Task statement:
Your answer should reproduce every line of the material in which the word "LogPane" occurs.

Material provided:

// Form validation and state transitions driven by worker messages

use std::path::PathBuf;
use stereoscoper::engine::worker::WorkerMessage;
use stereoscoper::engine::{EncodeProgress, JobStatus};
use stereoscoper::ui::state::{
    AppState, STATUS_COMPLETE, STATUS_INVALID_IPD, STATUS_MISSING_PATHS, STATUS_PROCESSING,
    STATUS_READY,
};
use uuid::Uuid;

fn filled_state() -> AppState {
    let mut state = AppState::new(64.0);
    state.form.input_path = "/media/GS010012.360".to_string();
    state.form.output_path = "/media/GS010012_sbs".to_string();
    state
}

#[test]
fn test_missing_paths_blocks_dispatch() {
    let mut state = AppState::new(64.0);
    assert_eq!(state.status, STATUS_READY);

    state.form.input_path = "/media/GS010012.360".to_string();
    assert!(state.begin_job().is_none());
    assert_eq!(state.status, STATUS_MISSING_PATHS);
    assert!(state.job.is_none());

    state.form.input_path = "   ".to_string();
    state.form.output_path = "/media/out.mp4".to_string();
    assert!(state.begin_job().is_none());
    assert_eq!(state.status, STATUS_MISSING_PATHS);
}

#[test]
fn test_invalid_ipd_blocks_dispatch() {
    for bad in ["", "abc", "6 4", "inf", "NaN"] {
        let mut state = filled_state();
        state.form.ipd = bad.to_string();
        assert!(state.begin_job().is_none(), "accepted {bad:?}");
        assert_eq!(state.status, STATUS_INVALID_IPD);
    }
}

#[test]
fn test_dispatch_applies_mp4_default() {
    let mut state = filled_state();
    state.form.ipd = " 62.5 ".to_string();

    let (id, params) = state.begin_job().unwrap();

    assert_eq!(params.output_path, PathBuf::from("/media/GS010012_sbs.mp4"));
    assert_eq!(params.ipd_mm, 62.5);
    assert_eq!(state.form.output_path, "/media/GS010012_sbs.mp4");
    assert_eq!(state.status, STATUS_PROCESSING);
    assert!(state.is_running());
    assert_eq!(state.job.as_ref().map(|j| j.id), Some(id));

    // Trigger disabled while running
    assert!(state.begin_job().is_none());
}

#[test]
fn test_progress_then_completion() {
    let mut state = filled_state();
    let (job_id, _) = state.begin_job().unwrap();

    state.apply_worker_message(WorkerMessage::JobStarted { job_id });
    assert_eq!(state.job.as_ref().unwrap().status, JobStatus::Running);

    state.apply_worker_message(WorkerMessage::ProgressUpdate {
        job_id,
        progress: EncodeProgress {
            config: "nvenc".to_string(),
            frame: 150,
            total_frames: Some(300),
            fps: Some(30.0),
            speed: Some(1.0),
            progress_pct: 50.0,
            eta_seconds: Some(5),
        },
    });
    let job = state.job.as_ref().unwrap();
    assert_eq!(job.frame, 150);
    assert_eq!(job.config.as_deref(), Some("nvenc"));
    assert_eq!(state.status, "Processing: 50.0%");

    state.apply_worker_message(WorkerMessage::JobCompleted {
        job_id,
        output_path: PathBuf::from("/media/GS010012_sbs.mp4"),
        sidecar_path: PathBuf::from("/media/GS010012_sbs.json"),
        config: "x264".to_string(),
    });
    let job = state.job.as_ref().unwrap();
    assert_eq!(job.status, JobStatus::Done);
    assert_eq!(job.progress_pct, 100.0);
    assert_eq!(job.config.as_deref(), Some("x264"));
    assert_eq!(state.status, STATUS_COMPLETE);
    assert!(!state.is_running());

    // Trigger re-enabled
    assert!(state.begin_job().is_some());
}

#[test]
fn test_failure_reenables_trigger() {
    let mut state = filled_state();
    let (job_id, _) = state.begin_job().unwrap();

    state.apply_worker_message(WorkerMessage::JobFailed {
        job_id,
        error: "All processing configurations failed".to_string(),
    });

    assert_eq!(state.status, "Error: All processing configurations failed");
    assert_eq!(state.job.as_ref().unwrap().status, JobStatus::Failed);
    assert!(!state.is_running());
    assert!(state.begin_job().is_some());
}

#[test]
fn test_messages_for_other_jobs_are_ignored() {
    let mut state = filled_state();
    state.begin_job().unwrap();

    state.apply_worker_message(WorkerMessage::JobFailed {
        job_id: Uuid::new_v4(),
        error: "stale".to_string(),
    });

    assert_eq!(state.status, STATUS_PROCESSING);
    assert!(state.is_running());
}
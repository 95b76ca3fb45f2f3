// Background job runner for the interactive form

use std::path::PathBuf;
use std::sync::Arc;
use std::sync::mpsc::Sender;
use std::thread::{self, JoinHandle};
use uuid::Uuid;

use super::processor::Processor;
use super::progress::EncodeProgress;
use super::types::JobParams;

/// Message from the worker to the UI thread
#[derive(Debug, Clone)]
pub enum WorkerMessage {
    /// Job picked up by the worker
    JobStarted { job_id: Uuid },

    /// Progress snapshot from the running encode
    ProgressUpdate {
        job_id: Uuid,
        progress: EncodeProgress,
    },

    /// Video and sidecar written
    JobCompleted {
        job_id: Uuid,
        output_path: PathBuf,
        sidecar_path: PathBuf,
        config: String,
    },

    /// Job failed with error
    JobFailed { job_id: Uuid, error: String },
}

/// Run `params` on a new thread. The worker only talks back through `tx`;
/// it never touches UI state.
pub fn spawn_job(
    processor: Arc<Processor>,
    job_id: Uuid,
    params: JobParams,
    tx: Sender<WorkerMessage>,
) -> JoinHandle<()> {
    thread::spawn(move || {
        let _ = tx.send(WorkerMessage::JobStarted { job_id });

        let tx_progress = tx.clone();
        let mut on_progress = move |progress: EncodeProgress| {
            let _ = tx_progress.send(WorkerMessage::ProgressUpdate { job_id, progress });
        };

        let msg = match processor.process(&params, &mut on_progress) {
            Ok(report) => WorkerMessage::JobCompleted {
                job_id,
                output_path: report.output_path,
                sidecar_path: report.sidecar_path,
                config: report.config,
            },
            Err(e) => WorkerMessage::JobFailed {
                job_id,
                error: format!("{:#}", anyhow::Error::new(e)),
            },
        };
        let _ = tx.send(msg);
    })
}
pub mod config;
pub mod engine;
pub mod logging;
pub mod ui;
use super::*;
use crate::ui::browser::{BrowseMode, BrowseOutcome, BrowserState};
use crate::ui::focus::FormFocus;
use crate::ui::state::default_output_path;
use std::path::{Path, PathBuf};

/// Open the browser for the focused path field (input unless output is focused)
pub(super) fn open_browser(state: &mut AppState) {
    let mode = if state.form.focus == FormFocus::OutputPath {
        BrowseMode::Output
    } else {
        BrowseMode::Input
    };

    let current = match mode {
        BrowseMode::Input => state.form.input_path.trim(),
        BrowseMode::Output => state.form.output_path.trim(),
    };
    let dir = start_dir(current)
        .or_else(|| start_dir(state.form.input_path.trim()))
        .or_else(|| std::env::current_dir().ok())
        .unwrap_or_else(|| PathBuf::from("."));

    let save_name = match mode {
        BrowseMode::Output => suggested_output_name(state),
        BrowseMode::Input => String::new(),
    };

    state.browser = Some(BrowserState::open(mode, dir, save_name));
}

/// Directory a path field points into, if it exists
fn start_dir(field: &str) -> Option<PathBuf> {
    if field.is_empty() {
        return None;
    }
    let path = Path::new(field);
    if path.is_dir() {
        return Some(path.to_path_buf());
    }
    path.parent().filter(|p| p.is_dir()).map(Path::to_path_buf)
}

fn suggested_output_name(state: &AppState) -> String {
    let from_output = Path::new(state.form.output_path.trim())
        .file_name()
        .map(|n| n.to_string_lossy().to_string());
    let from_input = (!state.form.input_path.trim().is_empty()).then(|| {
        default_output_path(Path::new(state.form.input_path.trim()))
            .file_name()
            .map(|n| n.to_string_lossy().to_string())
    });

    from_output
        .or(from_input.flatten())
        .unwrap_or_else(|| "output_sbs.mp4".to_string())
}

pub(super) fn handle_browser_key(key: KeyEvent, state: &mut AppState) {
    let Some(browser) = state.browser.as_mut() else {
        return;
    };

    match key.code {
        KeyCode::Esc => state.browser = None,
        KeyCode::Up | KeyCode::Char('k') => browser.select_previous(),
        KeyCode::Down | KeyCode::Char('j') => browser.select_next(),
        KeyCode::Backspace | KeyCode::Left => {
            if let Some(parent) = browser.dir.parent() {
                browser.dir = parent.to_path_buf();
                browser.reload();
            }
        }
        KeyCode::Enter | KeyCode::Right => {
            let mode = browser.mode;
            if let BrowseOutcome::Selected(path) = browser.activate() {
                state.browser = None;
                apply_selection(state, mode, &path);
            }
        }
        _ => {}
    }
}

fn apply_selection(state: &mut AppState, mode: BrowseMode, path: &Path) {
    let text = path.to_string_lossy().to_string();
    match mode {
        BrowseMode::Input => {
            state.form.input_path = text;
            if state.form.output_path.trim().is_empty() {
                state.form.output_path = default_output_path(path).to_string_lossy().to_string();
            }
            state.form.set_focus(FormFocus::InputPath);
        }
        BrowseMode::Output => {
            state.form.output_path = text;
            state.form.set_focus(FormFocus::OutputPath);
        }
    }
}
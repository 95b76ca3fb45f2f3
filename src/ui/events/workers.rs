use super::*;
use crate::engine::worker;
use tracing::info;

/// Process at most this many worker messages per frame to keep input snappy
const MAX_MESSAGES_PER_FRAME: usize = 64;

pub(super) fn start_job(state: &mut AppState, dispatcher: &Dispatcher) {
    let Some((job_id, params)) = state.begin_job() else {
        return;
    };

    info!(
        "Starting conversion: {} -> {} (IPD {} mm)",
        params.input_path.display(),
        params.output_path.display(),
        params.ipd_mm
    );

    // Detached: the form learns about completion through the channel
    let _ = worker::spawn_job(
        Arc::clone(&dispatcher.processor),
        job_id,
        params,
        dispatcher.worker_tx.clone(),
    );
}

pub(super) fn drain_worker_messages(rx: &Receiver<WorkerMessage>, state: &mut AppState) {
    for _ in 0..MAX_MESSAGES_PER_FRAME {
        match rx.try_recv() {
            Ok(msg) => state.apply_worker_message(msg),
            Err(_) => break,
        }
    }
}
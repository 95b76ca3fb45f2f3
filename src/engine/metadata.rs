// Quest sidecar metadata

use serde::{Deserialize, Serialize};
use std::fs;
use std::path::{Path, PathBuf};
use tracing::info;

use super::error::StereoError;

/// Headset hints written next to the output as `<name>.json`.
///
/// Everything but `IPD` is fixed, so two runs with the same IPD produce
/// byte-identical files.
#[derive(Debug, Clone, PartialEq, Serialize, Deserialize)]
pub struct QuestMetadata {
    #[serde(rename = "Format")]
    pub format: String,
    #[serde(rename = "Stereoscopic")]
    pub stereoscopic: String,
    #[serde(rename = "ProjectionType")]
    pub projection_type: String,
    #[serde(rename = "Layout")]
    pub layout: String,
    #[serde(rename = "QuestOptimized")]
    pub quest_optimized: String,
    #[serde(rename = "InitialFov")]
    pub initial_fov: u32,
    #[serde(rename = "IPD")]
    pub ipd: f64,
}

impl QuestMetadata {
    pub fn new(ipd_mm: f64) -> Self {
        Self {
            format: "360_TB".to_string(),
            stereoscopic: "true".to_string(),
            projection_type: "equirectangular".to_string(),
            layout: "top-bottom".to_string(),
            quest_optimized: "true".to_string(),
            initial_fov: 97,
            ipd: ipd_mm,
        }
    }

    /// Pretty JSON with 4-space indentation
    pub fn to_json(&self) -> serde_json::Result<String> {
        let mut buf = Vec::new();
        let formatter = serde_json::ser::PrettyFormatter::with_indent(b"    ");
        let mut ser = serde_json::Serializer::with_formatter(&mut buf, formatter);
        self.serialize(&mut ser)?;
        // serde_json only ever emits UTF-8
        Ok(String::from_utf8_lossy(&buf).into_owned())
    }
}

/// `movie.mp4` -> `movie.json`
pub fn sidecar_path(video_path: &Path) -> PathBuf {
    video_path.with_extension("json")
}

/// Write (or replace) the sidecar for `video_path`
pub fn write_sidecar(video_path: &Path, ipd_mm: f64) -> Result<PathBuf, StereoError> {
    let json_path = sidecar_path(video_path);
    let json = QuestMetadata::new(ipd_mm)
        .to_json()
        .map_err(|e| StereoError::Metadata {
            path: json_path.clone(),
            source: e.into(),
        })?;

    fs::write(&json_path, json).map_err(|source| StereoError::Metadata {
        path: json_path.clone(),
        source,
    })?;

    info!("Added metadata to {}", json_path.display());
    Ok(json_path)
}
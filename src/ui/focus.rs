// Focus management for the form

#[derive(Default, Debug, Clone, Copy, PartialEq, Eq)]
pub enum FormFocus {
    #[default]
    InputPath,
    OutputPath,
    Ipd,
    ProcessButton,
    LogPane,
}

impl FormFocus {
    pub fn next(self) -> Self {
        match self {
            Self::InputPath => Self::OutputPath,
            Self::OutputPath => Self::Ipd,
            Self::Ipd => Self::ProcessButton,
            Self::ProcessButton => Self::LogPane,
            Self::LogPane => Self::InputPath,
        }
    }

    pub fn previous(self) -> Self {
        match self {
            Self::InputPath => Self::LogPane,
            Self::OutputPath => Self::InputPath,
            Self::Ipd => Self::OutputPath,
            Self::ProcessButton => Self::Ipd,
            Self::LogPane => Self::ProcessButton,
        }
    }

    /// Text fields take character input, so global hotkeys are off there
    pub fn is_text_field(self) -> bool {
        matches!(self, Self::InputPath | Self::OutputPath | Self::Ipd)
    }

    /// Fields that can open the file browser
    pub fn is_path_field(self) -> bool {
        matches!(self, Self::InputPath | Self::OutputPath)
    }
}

Solution:
    LogPane,
            Self::ProcessButton => Self::LogPane,
            Self::LogPane => Self::InputPath,
            Self::InputPath => Self::LogPane,
            Self::LogPane => Self::ProcessButton,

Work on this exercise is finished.